I know it’s still summer. It’s still hot, although no where near as bad as it was in July. The grass still grows nearly visibly every day. The days stay light well into the evening. But Fall is on the way.

I know Fall’s coming because people are starting to ask about Christmas gifts, flyers advertising opportunities to sell crafts at special events are starting to show up more frequently, and I’m starting to think about glaze formulations again. The first two I get. The last one wouldn’t seem seasonal, but somehow it is. As the days get shorter and cooler, I know I’ll start getting the itch to start mixing test batches of mad scientist glazes. And it will be fun.

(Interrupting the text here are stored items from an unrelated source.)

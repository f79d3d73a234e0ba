use bytes::Bytes;
use serde::{Deserialize, Serialize};

/// Visibility of an uploaded document
#[derive(Debug, Clone, Copy, Serialize, Deserialize, PartialEq, Eq)]
#[serde(rename_all = "lowercase")]
pub enum AttachmentScope {
    /// Private to the uploading user
    User,
    /// Shared knowledge base, uploaded by an admin
    System,
}

/// A file to upload. The bytes are sent as the multipart part named `file`.
#[derive(Debug, Clone, PartialEq)]
pub struct UploadFile {
    pub filename: String,
    pub content_type: Option<String>,
    pub bytes: Bytes,
}

impl UploadFile {
    pub fn new(filename: impl Into<String>, bytes: impl Into<Bytes>) -> Self {
        Self {
            filename: filename.into(),
            content_type: None,
            bytes: bytes.into(),
        }
    }

    pub fn with_content_type(mut self, content_type: impl Into<String>) -> Self {
        self.content_type = Some(content_type.into());
        self
    }
}

/// Response of `POST /upload` and `POST /admin/uploads`
#[derive(Debug, Clone, Serialize, Deserialize, PartialEq)]
pub struct UploadResponse {
    pub status: String,
    /// Identifier to pass in `ChatRequest::attachment_ids`
    pub attachment_id: String,
    pub uri: String,
    pub filename: String,
    #[serde(default)]
    pub content_type: Option<String>,
    pub size: u64,
    pub scope: AttachmentScope,
}

/// A stored attachment as listed by `GET /attachments`
#[derive(Debug, Clone, Serialize, Deserialize, PartialEq)]
pub struct Attachment {
    pub id: String,
    pub scope: AttachmentScope,
    #[serde(default)]
    pub owner_user_id: Option<String>,
    pub uri: String,
    pub path: String,
    pub filename: String,
    #[serde(default)]
    pub content_type: Option<String>,
    pub size_bytes: u64,
    #[serde(default)]
    pub caption: Option<String>,
    #[serde(default)]
    pub ocr_text: Option<String>,
    pub created_at: i64,
}

impl Attachment {
    pub fn is_image(&self) -> bool {
        self.content_type
            .as_deref()
            .is_some_and(|ct| ct.starts_with("image/"))
    }
}

#[derive(Debug, Clone, Serialize, Deserialize, PartialEq)]
pub struct AttachmentList {
    pub items: Vec<Attachment>,
    pub limit: u32,
}

#[derive(Debug, Clone, Serialize, Deserialize, PartialEq)]
pub struct DeleteAttachmentResponse {
    pub status: String,
    pub attachment_id: String,
}
//! Command-line arguments.
//!
//! Every option can also be set through a `CELINE_*` environment variable.
//! A flag given on the command line wins over the environment, and both win
//! over the config file.
//!
//! ```bash
//! celine-chat --url https://assistant.example --top-k 8
//! CELINE_API_URL=https://assistant.example CELINE_TOP_K=8 celine-chat
//! ```

use std::path::PathBuf;

use clap::{ArgGroup, Args, Parser};

use crate::config::validate_base_url;
use crate::state::PartialReplyPolicy;

/// Command-line interface.
#[derive(Debug, Clone, Parser)]
#[command(name = "celine-chat")]
#[command(about = "Chat with the Celine assistant")]
#[command(version)]
#[command(after_help = "In chat: /new starts a new conversation, /attach PATH uploads a file \
                        for the next message, /quit exits.")]
#[command(group(ArgGroup::new("mode").args(["health", "history", "attachments"])))]
pub struct Cli {
    /// Settings shared by every mode.
    #[command(flatten)]
    pub options: ChatOptions,

    /// Check the backend and exit.
    #[arg(long)]
    pub health: bool,

    /// Print a conversation's messages and exit.
    #[arg(long, value_name = "ID")]
    pub history: Option<String>,

    /// List your uploaded attachments and exit.
    #[arg(long)]
    pub attachments: bool,
}

/// Options shared by every command that talks to the backend.
#[derive(Debug, Clone, PartialEq, Default, Args)]
pub struct ChatOptions {
    /// Backend base URL.
    #[arg(long, env = "CELINE_API_URL", value_name = "URL", value_parser = parse_base_url)]
    pub url: Option<String>,

    /// Continue an existing conversation.
    #[arg(long, value_name = "ID")]
    pub conversation: Option<String>,

    /// Upload a file and attach it to the first message (repeatable).
    #[arg(id = "attach", long = "attach", value_name = "PATH")]
    pub attachments: Vec<PathBuf>,

    /// Ask for cited sources (`true`/`false`).
    #[arg(
        long,
        env = "CELINE_INCLUDE_CITATIONS",
        value_name = "BOOL",
        value_parser = clap::builder::BoolishValueParser::new()
    )]
    pub citations: Option<bool>,

    /// Do not request sources. Wins over `--citations`.
    #[arg(long)]
    pub no_citations: bool,

    /// Number of document chunks to retrieve.
    #[arg(long, env = "CELINE_TOP_K", value_name = "N", value_parser = clap::value_parser!(u32).range(1..))]
    pub top_k: Option<u32>,

    /// Connect timeout in seconds.
    #[arg(long, env = "CELINE_TIMEOUT_SECS", value_name = "SECS", value_parser = clap::value_parser!(u64).range(1..))]
    pub timeout_secs: Option<u64>,

    /// What to do with a partial reply when the backend fails (`retain` or `discard`).
    #[arg(long, env = "CELINE_PARTIAL_REPLY", value_name = "POLICY")]
    pub partial_reply: Option<PartialReplyPolicy>,

    /// Read settings from this JSON file.
    #[arg(long, env = "CELINE_CONFIG", value_name = "PATH")]
    pub config: Option<PathBuf>,
}

impl ChatOptions {
    /// Whether sources should be requested, if the command line says.
    pub fn include_citations(&self) -> Option<bool> {
        if self.no_citations {
            Some(false)
        } else {
            self.citations
        }
    }
}

/// What the binary should do.
#[derive(Debug, Clone, PartialEq)]
pub enum CliCommand {
    /// Check backend health
    Health(ChatOptions),
    /// Print the messages of a conversation
    History {
        conversation_id: String,
        options: ChatOptions,
    },
    /// List uploaded attachments
    Attachments(ChatOptions),
    /// Interactive chat (default)
    Chat(ChatOptions),
}

impl Cli {
    /// Resolve the selected mode.
    pub fn into_command(self) -> CliCommand {
        let Cli {
            options,
            health,
            history,
            attachments,
        } = self;

        match (health, history, attachments) {
            (true, _, _) => CliCommand::Health(options),
            (_, Some(conversation_id), _) => CliCommand::History {
                conversation_id,
                options,
            },
            (_, _, true) => CliCommand::Attachments(options),
            _ => CliCommand::Chat(options),
        }
    }
}

fn parse_base_url(value: &str) -> Result<String, String> {
    validate_base_url("--url", value).map_err(|e| e.to_string())
}
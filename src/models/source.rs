use serde::{Deserialize, Serialize};

/// A retrieved document snippet cited by the assistant.
#[derive(Debug, Clone, PartialEq, Serialize, Deserialize)]
pub struct SourceChunk {
    /// Document source identifier (usually a URI)
    pub source: String,
    /// Human readable title, when the indexer found one
    #[serde(default, skip_serializing_if = "Option::is_none")]
    pub title: Option<String>,
    /// Snippet text
    pub text: String,
    /// Retrieval similarity score
    #[serde(default, skip_serializing_if = "Option::is_none")]
    pub score: Option<f64>,
}

impl SourceChunk {
    /// Label used when listing the source: the title if present, else the source id.
    pub fn label(&self) -> &str {
        self.title.as_deref().unwrap_or(&self.source)
    }
}

#[cfg(test)]
mod tests {
    use super::*;

    #[test]
    fn test_source_chunk_optional_fields() {
        let json = r#"{"source":"s3://docs/a.pdf","text":"snippet"}"#;
        let chunk: SourceChunk = serde_json::from_str(json).unwrap();
        assert_eq!(chunk.source, "s3://docs/a.pdf");
        assert!(chunk.title.is_none());
        assert!(chunk.score.is_none());
        assert_eq!(chunk.label(), "s3://docs/a.pdf");
    }

    #[test]
    fn test_source_chunk_label_prefers_title() {
        let chunk = SourceChunk {
            source: "s3://docs/a.pdf".to_string(),
            title: Some("Annual report".to_string()),
            text: String::new(),
            score: Some(0.82),
        };
        assert_eq!(chunk.label(), "Annual report");
    }

    #[test]
    fn test_source_chunk_skips_none_on_serialize() {
        let chunk = SourceChunk {
            source: "doc".to_string(),
            title: None,
            text: "t".to_string(),
            score: None,
        };
        let json = serde_json::to_string(&chunk).unwrap();
        assert_eq!(json, r#"{"source":"doc","text":"t"}"#);
    }
}
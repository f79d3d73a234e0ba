use serde::{Deserialize, Serialize};

use super::HistoryMessage;

/// Response of `GET /conversations/{id}/messages`
#[derive(Debug, Clone, Serialize, Deserialize, PartialEq)]
pub struct ConversationMessages {
    pub conversation_id: String,
    #[serde(default)]
    pub messages: Vec<HistoryMessage>,
}
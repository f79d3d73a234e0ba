use celine_chat::cli::{self, Cli};
use celine_chat::logging::init_logging;

use clap::Parser;
use color_eyre::Result;

#[tokio::main]
async fn main() -> Result<()> {
    color_eyre::install()?;
    init_logging();

    let cli = Cli::parse();
    cli::run(cli.into_command()).await
}
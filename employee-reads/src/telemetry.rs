use crate::config::{LoggingConfig, MetricsConfig};
use metrics_exporter_statsd::{StatsdBuilder, StatsdError};
use tracing_subscriber::EnvFilter;
use tracing_subscriber::layer::SubscriberExt;
use tracing_subscriber::util::SubscriberInitExt;

const METRICS_PREFIX: &str = "employee_reads";

#[derive(thiserror::Error, Debug)]
pub enum TelemetryError {
    #[error("invalid sentry DSN: {0}")]
    InvalidDsn(#[from] sentry::types::ParseDsnError),
    #[error("could not build statsd exporter: {0}")]
    Statsd(#[from] StatsdError),
    #[error("could not install metrics recorder: {0}")]
    Recorder(String),
}

/// Installs the global tracing subscriber, reporting to Sentry when a DSN is configured.
///
/// The returned guard flushes pending Sentry events on drop and must be held
/// for the lifetime of the process.
pub fn init_logging(
    config: Option<&LoggingConfig>,
) -> Result<Option<sentry::ClientInitGuard>, TelemetryError> {
    let dsn = config
        .and_then(|c| c.sentry_dsn.as_deref())
        .map(str::parse::<sentry::types::Dsn>)
        .transpose()?;

    let guard = dsn.map(|dsn| {
        sentry::init(sentry::ClientOptions {
            dsn: Some(dsn),
            release: sentry::release_name!(),
            ..Default::default()
        })
    });

    let filter = EnvFilter::try_from_default_env().unwrap_or_else(|_| EnvFilter::new("info"));
    tracing_subscriber::registry()
        .with(filter)
        .with(tracing_subscriber::fmt::layer())
        .with(guard.as_ref().map(|_| sentry::integrations::tracing::layer()))
        .init();

    Ok(guard)
}

pub fn init_metrics(config: &MetricsConfig) -> Result<(), TelemetryError> {
    let recorder = StatsdBuilder::from(config.statsd_host.clone(), config.statsd_port)
        .build(Some(METRICS_PREFIX))?;
    metrics::set_global_recorder(recorder).map_err(|e| TelemetryError::Recorder(e.to_string()))?;

    shared::metrics_defs::describe(sap_api::metrics_defs::ALL_METRICS);
    Ok(())
}
use shared::metrics_defs::{MetricDef, MetricType};

pub const MESSAGES_PROCESSED: MetricDef = MetricDef {
    name: "messages.processed",
    metric_type: MetricType::Counter,
    description: "Inbound messages handled. Tagged with outcome (success, failure).",
};

pub const BRANCH_FAILURES: MetricDef = MetricDef {
    name: "branch.failures",
    metric_type: MetricType::Counter,
    description: "Accepter branches that stopped on an error. Tagged with accepter.",
};

pub const RECORDS_PUBLISHED: MetricDef = MetricDef {
    name: "records.published",
    metric_type: MetricType::Counter,
    description: "Records published to the outbound queue. Tagged with function.",
};

pub const SAP_REQUEST_DURATION: MetricDef = MetricDef {
    name: "sap.request.duration",
    metric_type: MetricType::Histogram,
    description: "SAP OData request duration in seconds. Tagged with entity.",
};

pub const ALL_METRICS: &[MetricDef] = &[
    MESSAGES_PROCESSED,
    BRANCH_FAILURES,
    RECORDS_PUBLISHED,
    SAP_REQUEST_DURATION,
];
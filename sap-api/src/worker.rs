use crate::caller::SapApiCaller;
use crate::errors::WorkerError;
use crate::input_reader::RequestCommand;
use crate::metrics_defs::MESSAGES_PROCESSED;
use futures_util::{Stream, StreamExt};
use shared::counter;
use shared::rabbitmq::{InboundMessage, RabbitmqError};
use tracing::{debug, error, info};

/// Handles one inbound payload end to end.
///
/// The whole flow runs in its own task so that a panic anywhere inside it
/// surfaces here as [`WorkerError::Fault`] instead of taking down the loop.
/// Branch-level failures are not errors at this level.
pub async fn process_message(
    caller: &SapApiCaller,
    data: serde_json::Value,
) -> Result<usize, WorkerError> {
    let caller = caller.clone();

    tokio::spawn(async move {
        let command = RequestCommand::from_payload(&data);
        debug!(
            employee_id = %command.employee_id,
            user_id = %command.user_id,
            accepter = ?command.accepter,
            "Extracted request command"
        );
        caller.async_get_employee_basic_data(&command).await
    })
    .await?
}

/// Consumes until the stream ends or `shutdown` resolves.
///
/// `shutdown` is polled for the whole lifetime of the loop. A request that
/// arrives while a message is being handled stops the loop once that message
/// has been acknowledged.
pub async fn consume<S, M, F>(
    caller: &SapApiCaller,
    messages: &mut S,
    requeue_on_failure: bool,
    shutdown: F,
) -> Result<(), WorkerError>
where
    S: Stream<Item = Result<M, RabbitmqError>> + Unpin,
    M: InboundMessage,
    F: Future<Output = ()>,
{
    tokio::pin!(shutdown);

    loop {
        let next = tokio::select! {
            biased;
            _ = &mut shutdown => {
                info!("Shutdown requested, stopping consumer");
                return Ok(());
            }
            next = messages.next() => next,
        };

        let Some(delivery) = next else {
            info!("Consumer cancelled by broker");
            return Ok(());
        };

        handle_delivery(caller, &delivery?, requeue_on_failure).await?;
    }
}

async fn handle_delivery<M: InboundMessage>(
    caller: &SapApiCaller,
    message: &M,
    requeue_on_failure: bool,
) -> Result<(), RabbitmqError> {
    let data = match message.data() {
        Ok(data) => data,
        Err(e) => {
            counter!(MESSAGES_PROCESSED, "outcome" => "failure").increment(1);
            error!(error = %e, "Discarding undecodable message");
            return message.fail(false).await;
        }
    };

    match process_message(caller, data).await {
        Ok(completed) => {
            counter!(MESSAGES_PROCESSED, "outcome" => "success").increment(1);
            debug!(branches = completed, "Message processed");
            message.success().await
        }
        Err(e) => {
            counter!(MESSAGES_PROCESSED, "outcome" => "failure").increment(1);
            error!(error = %e, "Message failed");
            message.fail(requeue_on_failure).await
        }
    }
}
//! Turns an inbound queue payload into a [`RequestCommand`].
//!
//! Extraction never fails: absent or wrongly typed fields decode to their
//! defaults, and downstream SAP calls receive the empty values as-is.

use serde::de::DeserializeOwned;
use serde::{Deserialize, Deserializer};

/// Accepter sentinel that selects every known sub-resource.
pub const ACCEPT_ALL: &str = "All";

/// The SAP sub-resources an accepter entry can name.
#[derive(Clone, Copy, Debug, PartialEq, Eq)]
pub enum SubResource {
    BusinessUserCollection,
    EmployeeBasicData,
}

impl SubResource {
    pub const ALL: [SubResource; 2] = [
        SubResource::BusinessUserCollection,
        SubResource::EmployeeBasicData,
    ];

    pub const fn as_str(&self) -> &'static str {
        match self {
            SubResource::BusinessUserCollection => "BusinessUserCollection",
            SubResource::EmployeeBasicData => "EmployeeBasicData",
        }
    }

    pub fn from_name(name: &str) -> Option<Self> {
        Self::ALL.into_iter().find(|r| r.as_str() == name)
    }
}

#[derive(Clone, Debug, PartialEq, Eq)]
pub struct RequestCommand {
    pub employee_id: String,
    pub user_id: String,
    /// Sub-resource names in request order. Unknown names are kept and later ignored.
    pub accepter: Vec<String>,
}

impl RequestCommand {
    pub fn from_payload(data: &serde_json::Value) -> Self {
        let sdc: Sdc = keyed_from_value(data.clone());

        RequestCommand {
            employee_id: sdc.business_user_collection.employee_id,
            user_id: sdc
                .business_user_collection
                .business_user_business_role_assignment
                .employee_basic_data
                .user_id,
            accepter: resolve_accepter(sdc.accepter),
        }
    }
}

/// An empty list, or one whose first entry is `All`, expands to every sub-resource.
pub fn resolve_accepter(accepter: Vec<String>) -> Vec<String> {
    match accepter.first() {
        None => all_sub_resources(),
        Some(first) if first == ACCEPT_ALL => all_sub_resources(),
        Some(_) => accepter,
    }
}

fn all_sub_resources() -> Vec<String> {
    SubResource::ALL
        .iter()
        .map(|r| r.as_str().to_string())
        .collect()
}

#[derive(Default, Deserialize)]
struct Sdc {
    #[serde(rename = "BusinessUserCollection", default, deserialize_with = "keyed")]
    business_user_collection: SdcBusinessUserCollection,
    #[serde(rename = "Accepter", default, deserialize_with = "lenient")]
    accepter: Vec<String>,
}

#[derive(Default, Deserialize)]
struct SdcBusinessUserCollection {
    #[serde(rename = "EmployeeID", default, deserialize_with = "lenient")]
    employee_id: String,
    #[serde(
        rename = "BusinessUserBusinessRoleAssignment",
        default,
        deserialize_with = "keyed"
    )]
    business_user_business_role_assignment: SdcRoleAssignment,
}

#[derive(Default, Deserialize)]
struct SdcRoleAssignment {
    #[serde(rename = "EmployeeBasicData", default, deserialize_with = "keyed")]
    employee_basic_data: SdcEmployeeBasicData,
}

#[derive(Default, Deserialize)]
struct SdcEmployeeBasicData {
    #[serde(rename = "UserID", default, deserialize_with = "lenient")]
    user_id: String,
}

fn lenient_from_value<T: DeserializeOwned + Default>(value: serde_json::Value) -> T {
    serde_json::from_value(value).unwrap_or_default()
}

/// Nested sections are only read from JSON objects. serde would otherwise
/// fill a struct from an array by position.
fn keyed_from_value<T: DeserializeOwned + Default>(value: serde_json::Value) -> T {
    match value {
        serde_json::Value::Object(_) => lenient_from_value(value),
        _ => T::default(),
    }
}

/// Field-level fallback: a value of the wrong shape becomes the default instead of an error.
fn lenient<'de, D, T>(deserializer: D) -> Result<T, D::Error>
where
    D: Deserializer<'de>,
    T: DeserializeOwned + Default,
{
    let value = serde_json::Value::deserialize(deserializer)?;
    Ok(lenient_from_value(value))
}

fn keyed<'de, D, T>(deserializer: D) -> Result<T, D::Error>
where
    D: Deserializer<'de>,
    T: DeserializeOwned + Default,
{
    let value = serde_json::Value::deserialize(deserializer)?;
    Ok(keyed_from_value(value))
}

But for now, still time to throw and fire and make fun things. The most recent iteration of this cycle was finishing up the most recent school of fence fish. I spent some time Saturday with my new and very spiffy plunge router, cutting “keyholes” in wood blocks then gluing them into the fish. The router is an amazing tool. I’m only using about 0.10% of it’s capabilities in making the keyholes, but it’s so easy, and the results look and work so well, it’s a joy, and worth having. The first school of fence fish had their keyholes cut using a drill press – it worked, but not well. Just shows having the right tool makes a difference.

And when I threw later Saturday afternoon, I used the same 3-5 tools I always use. The rest of the amazing selection of tools just sat there watching. I have to wonder if there’s natural ration of useful to n0t-so-useful tools in any endeavor. I’d bet it’s fairly universal. It would be nice to know which is which at the beginning of the enterprise, but that’s not part of the fun. If you have a core set of “this is all I need” tools, how about posting a note. It would be interesting to see if there’s anything in common.

My list:

– natural elephant ear sponge, about 3.5″ across that I’ve had since 1983.
– 3″ d-rib I made ages ago
– pin tool of unknown provenance and age
– cut off made from 45lb test fishing line and a couple scrap blocks of wood.

The rest of the beautifully crafted and carefully designed tools and items get used, but nowhere near as much as these. And I’m glad to have them. So, what’s always covered with clay and stuck to the table at the end of your day?